Здесь ему мучительно не хватает мысли, поиска, любви, черт  побери, и философии не хватает. А вместо этого он видит раздачу должностей и нехитрые методы поощрения-наказания, на которые повелись деятели совриска.  Бранится он страшно. А  кто  бы  не  бранился, испытывая поруганную любовь?  Наблюдая,  как вместо этого,  вместо уровня,  планки,  вместо проживания своей судьбы, как беседы с чем-то большим, чем есть человек,  вместо  «тропы чудесной к непринадлежности и свободе" он видит «теплых и бледных современных  художников  с их убогими знаниями и при этом снобов»,  думавших  в 90-х  только о том, "как нам не загнуться, и в какие золоточервонные края податься."

Та же ярость охватывает его и на Западе, где он ведет жизнь сквотера и хулигана, нарушая упорядоченную реальность музейчиков  и галерей своими вольными и вульгарными выходками.  Ну, мы-то знаем,  Бренера бояться – в галереи не ходить.  

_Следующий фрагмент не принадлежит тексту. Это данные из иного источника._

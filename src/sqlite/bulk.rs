use rusqlite::{Connection, params_from_iter};
use tracing::debug;

use crate::bulk::{BulkPayload, ProgressTracker};
use crate::command::CancelToken;
use crate::error::SqlCoordinatorError;

use super::database_error;
use super::params::to_sqlite_value;

const SAVEPOINT: &str = "sql_coordinator_bulk_load";

/// Quote an identifier, keeping a schema prefix (`main.t`) as separate parts.
pub(crate) fn quote_identifier(name: &str) -> String {
    name.split('.')
        .map(|part| {
            let part = part.trim();
            if part.starts_with('"') && part.ends_with('"') && part.len() > 1 {
                part.to_owned()
            } else {
                format!("\"{}\"", part.replace('"', "\"\""))
            }
        })
        .collect::<Vec<_>>()
        .join(".")
}

fn insert_sql(table: &str, columns: &[String]) -> String {
    let column_list = columns
        .iter()
        .map(|c| quote_identifier(c))
        .collect::<Vec<_>>()
        .join(", ");
    let placeholders = (1..=columns.len())
        .map(|i| format!("?{i}"))
        .collect::<Vec<_>>()
        .join(", ");
    format!(
        "INSERT INTO {} ({column_list}) VALUES ({placeholders})",
        quote_identifier(table)
    )
}

/// Insert every payload row through one cached statement, one savepoint per batch.
///
/// Outside a transaction each released savepoint commits its batch, so completed batches
/// survive a later failure. Inside one, the batches join it.
///
/// # Errors
/// Returns `SqlCoordinatorError::DatabaseError` on the first failing row; that row's batch is
/// rolled back to its savepoint.
pub fn bulk_insert(
    conn: &Connection,
    payload: &BulkPayload,
    tracker: &mut ProgressTracker,
    cancel: &CancelToken,
) -> Result<u64, SqlCoordinatorError> {
    let sql = insert_sql(&payload.table, &payload.columns);
    let mut stmt = conn
        .prepare_cached(&sql)
        .map_err(|e| database_error("prepare bulk insert", e))?;

    let mut copied: u64 = 0;
    for batch in payload.rows.chunks(payload.batch_size) {
        conn.execute_batch(&format!("SAVEPOINT {SAVEPOINT}"))
            .map_err(|e| database_error("begin bulk batch", e))?;

        let written = batch.iter().try_for_each(|row| {
            if cancel.is_cancelled() {
                return Err(SqlCoordinatorError::database_message("bulk load cancelled"));
            }
            let values = row.iter().map(|v| to_sqlite_value(v, None));
            stmt.execute(params_from_iter(values))
                .map_err(|e| database_error("bulk insert row", e))?;
            copied += 1;
            tracker.row_copied(copied);
            Ok(())
        });

        if let Err(err) = written {
            // the savepoint has to be released even after rolling back to it
            if let Err(cleanup) =
                conn.execute_batch(&format!("ROLLBACK TO {SAVEPOINT}; RELEASE {SAVEPOINT};"))
            {
                debug!("releasing bulk savepoint after a failed batch failed: {cleanup}");
            }
            return Err(err);
        }
        conn.execute_batch(&format!("RELEASE {SAVEPOINT}"))
            .map_err(|e| database_error("commit bulk batch", e))?;
    }

    tracker.finish(copied);
    Ok(copied)
}

#[cfg(test)]
mod tests {
    use super::*;

    #[test]
    fn identifiers_are_quoted_per_part() {
        assert_eq!(quote_identifier("main.items"), "\"main\".\"items\"");
        assert_eq!(quote_identifier("we\"ird"), "\"we\"\"ird\"");
        assert_eq!(quote_identifier("\"done\""), "\"done\"");
        assert_eq!(
            insert_sql("t", &["a".into(), "b".into()]),
            "INSERT INTO \"t\" (\"a\", \"b\") VALUES (?1, ?2)"
        );
    }
}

И даже большие музеи не радуют автора. Им он посвящает большой отрывок своей прозы, аллюзию как раз на  Хлебникова, противопоставляя  натюрви   натюрморту упакованных в мертвечину залов великих произведений искусства:

«О музеи, о!

Где тигры лежат перед входом, как половые тряпки.

Где руки билетерши – с кровавыми когтями, словно она убила ежа.

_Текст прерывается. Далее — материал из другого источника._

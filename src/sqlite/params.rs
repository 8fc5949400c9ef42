use rusqlite::Statement;
use rusqlite::types::Value;

use crate::error::SqlCoordinatorError;
use crate::params::{Parameter, strip_prefix};
use crate::types::{DbType, DbValue};

/// Convert a value to the storage class its declared type implies.
#[must_use]
pub fn to_sqlite_value(value: &DbValue, db_type: Option<DbType>) -> Value {
    match (value, db_type) {
        (DbValue::Null, _) => Value::Null,
        (DbValue::Int(i), Some(DbType::Bit)) => Value::Integer(i64::from(*i != 0)),
        #[allow(clippy::cast_precision_loss)]
        (DbValue::Int(i), Some(DbType::Real | DbType::Float | DbType::Decimal)) => {
            Value::Real(*i as f64)
        }
        (DbValue::Int(i), _) => Value::Integer(*i),
        (DbValue::Float(f), _) => Value::Real(*f),
        (DbValue::Text(s), _) => Value::Text(s.clone()),
        (DbValue::Bool(b), _) => Value::Integer(i64::from(*b)),
        (DbValue::Timestamp(dt), Some(DbType::Date)) => {
            Value::Text(dt.format("%Y-%m-%d").to_string())
        }
        (DbValue::Timestamp(dt), _) => Value::Text(dt.format("%F %T%.f").to_string()),
        (DbValue::Json(json), _) => Value::Text(json.to_string()),
        (DbValue::Blob(bytes), _) => Value::Blob(bytes.clone()),
    }
}

/// Bind every placeholder of `stmt` from `params`.
///
/// Named placeholders (`@id`, `:id`, `$id`) match a parameter with the same name, with or
/// without its prefix. Numbered (`?2`) and anonymous (`?`) placeholders bind by position.
///
/// # Errors
/// Returns `SqlCoordinatorError::DatabaseError` if a placeholder has no parameter, or if
/// `SQLite` rejects the binding.
pub fn bind_parameters(
    stmt: &mut Statement<'_>,
    params: &[Parameter],
) -> Result<(), SqlCoordinatorError> {
    for index in 1..=stmt.parameter_count() {
        let param = match stmt.parameter_name(index) {
            Some(name) if name.starts_with('?') => {
                let position = name[1..].parse::<usize>().unwrap_or(index);
                position.checked_sub(1).and_then(|i| params.get(i))
            }
            Some(name) => find_named(params, name),
            None => params.get(index - 1),
        };
        let Some(param) = param else {
            let label = stmt
                .parameter_name(index)
                .map_or_else(|| format!("?{index}"), ToOwned::to_owned);
            return Err(SqlCoordinatorError::database_message(format!(
                "no value supplied for placeholder {label}"
            )));
        };
        let value = to_sqlite_value(param.value(), Some(param.db_type()));
        stmt.raw_bind_parameter(index, value)
            .map_err(|e| super::database_error("bind parameter", e))?;
    }
    Ok(())
}

fn find_named<'a>(params: &'a [Parameter], placeholder: &str) -> Option<&'a Parameter> {
    let bare = strip_prefix(placeholder);
    params
        .iter()
        .find(|p| p.name() == placeholder || p.bare_name() == bare)
        .or_else(|| {
            params
                .iter()
                .find(|p| p.bare_name().eq_ignore_ascii_case(bare))
        })
}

Где холсты срываются со стен, как повешенные декабристы – с виселицы.

Где зритель смотрит на автопортрет Дюрера и шепчет в бессилии « Ужо  тебе!»

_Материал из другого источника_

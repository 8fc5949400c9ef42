//! Unit-of-work SQL coordinator.
//!
//! A [`Coordinator`] owns one connection (opened lazily) and at most one transaction. It runs
//! parameterized commands and returns affected-row counts, scalars or result sets, and it can
//! bulk-load rows into a table. [`BlockingCoordinator`] offers the same operations
//! synchronously.
//!
//! Backends are selected with cargo features: `sqlite` (default, via rusqlite) and `mssql`
//! (via tiberius).

#[cfg(not(any(feature = "sqlite", feature = "mssql")))]
compile_error!("enable at least one of the `sqlite` or `mssql` features");

pub mod blocking;
pub mod bulk;
pub mod config;
pub mod coordinator;
pub mod error;
pub mod params;
pub mod prelude;
pub mod results;
pub mod transaction;
pub mod types;

mod backend;
mod command;

#[cfg(feature = "mssql")]
mod mssql;
#[cfg(feature = "sqlite")]
mod sqlite;

pub use blocking::BlockingCoordinator;
pub use bulk::{BulkLoadOptions, DEFAULT_BATCH_SIZE, DEFAULT_NOTIFY_AFTER, ProgressCallback};
pub use config::{
    AppSettings, CoordinatorOptions, CoordinatorOptionsBuilder, DEFAULT_COMMAND_TIMEOUT,
    DEFAULT_CONNECTION_NAME,
};
pub use coordinator::Coordinator;
pub use error::{FailureKind, SqlCoordinatorError};
pub use params::{Parameter, ParameterSet};
pub use results::{DbRow, ResultSet};
pub use transaction::TransactionState;
pub use types::{CommandKind, DatabaseType, DbType, DbValue};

Где философ проводит два часа перед иконой Иисуса, но так и не пускается в пляс.

Где охранница с мускулистыми икрами выглядит более голой, чем ню Модильяни.

Где мне страшно при виде пахучей старухи, бегающей из зала в зал в детской панике…»

Нет больше Сада.  Сплошной натюрморт. «Искусство 20 века завершило свою освободительную траекторию, став последней идеологией капитала».  Что с этим поделаешь? Что поделаешь с новым временем?

Бренер  злится, очень злится, бешено злится.  На все вокруг, на фальшь и на то,  что буржуазная культура и масс медиа купили все, подманили пряником, показали и кнут. Да так ловко, что сделали невозможным никакой, в сущности, художественный жест.  Никакую истинную вольность. 

Потом он  называет собственную же злобу ошибкой. Но разве может быть ошибкой отчаяние? 

Потом  пытается вернуться к любви и свободе, которые заданы  его потерянным раем,  как задачкой на всю жизнь, как основой всего. И признается: «"и только в редкие, редчайшие мгновения мое "я" полностью исчезало под волнами любви". 

Мир ловил художников, по мнению автора, и поймал. «И никто не убегает белкой или волком в тайгу. Никто не висит на дереве ленивцем...» 

Своим учителем называет он  Варлама Шаламова, сказавшего, что «Жизнь в лагере – это унижение»

Но современные художники находятся в лагере добровольно.  От этого бесконечного унижения золотопродажной  нынешней жизни, жизни для  ловких,  и пытается убежать Бренер.  Мотив побега, бегства, один из основных в книге.  «Где Африка Рембо?» - спрашивает он.

Бренер устраивает скандалы и безумные акции. «Скандал - это невозможность быть рабом, неспособность выносить хамство, выносить унижение, собственную слабость.»  Но попадает в те же масс-медиа.

"Рассмейся - и беги. Пошли к черту - и беги. Или даже без всяких чертей..."

Поймал ли его мир?  Не знаю. Но «Оду к вольности»  Бренер написал.  И это яркая, веселая, умная книжка. Если после ее прочтения вам захочется свободы и любви – не обессудьте. Я предупреждала.